(Beginning of Available data)

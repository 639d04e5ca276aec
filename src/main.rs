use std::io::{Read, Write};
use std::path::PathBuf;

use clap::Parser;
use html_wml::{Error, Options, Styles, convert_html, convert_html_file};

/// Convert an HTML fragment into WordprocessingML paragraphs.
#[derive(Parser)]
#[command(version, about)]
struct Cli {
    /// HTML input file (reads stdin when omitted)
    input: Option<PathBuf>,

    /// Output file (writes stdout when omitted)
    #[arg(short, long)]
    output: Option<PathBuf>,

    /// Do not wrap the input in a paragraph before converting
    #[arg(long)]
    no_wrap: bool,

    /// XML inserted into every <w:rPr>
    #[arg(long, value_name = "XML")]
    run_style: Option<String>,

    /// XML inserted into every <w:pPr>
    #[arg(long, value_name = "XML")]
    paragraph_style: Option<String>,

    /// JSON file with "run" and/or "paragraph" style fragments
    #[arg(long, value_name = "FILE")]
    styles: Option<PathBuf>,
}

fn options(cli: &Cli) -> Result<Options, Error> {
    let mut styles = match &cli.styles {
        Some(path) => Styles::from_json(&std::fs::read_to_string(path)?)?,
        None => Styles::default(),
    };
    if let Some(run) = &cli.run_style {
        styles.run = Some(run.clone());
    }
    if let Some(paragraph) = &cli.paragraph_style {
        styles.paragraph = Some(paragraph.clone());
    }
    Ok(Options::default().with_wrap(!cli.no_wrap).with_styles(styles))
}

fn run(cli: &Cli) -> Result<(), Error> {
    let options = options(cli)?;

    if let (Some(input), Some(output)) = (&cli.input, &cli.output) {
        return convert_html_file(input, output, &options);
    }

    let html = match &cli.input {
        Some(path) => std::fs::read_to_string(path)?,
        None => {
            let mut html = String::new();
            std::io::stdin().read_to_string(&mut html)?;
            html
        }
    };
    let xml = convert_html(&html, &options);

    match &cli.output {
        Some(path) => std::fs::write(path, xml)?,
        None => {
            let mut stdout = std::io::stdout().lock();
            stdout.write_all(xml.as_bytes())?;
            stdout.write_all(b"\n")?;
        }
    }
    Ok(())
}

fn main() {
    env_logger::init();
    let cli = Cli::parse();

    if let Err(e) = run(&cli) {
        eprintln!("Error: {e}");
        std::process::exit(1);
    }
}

(End of Available data)

- _Action item_: Tally the lines of the records holding the word "stdout", then give only the resulting number.

- _Worked solution_: 4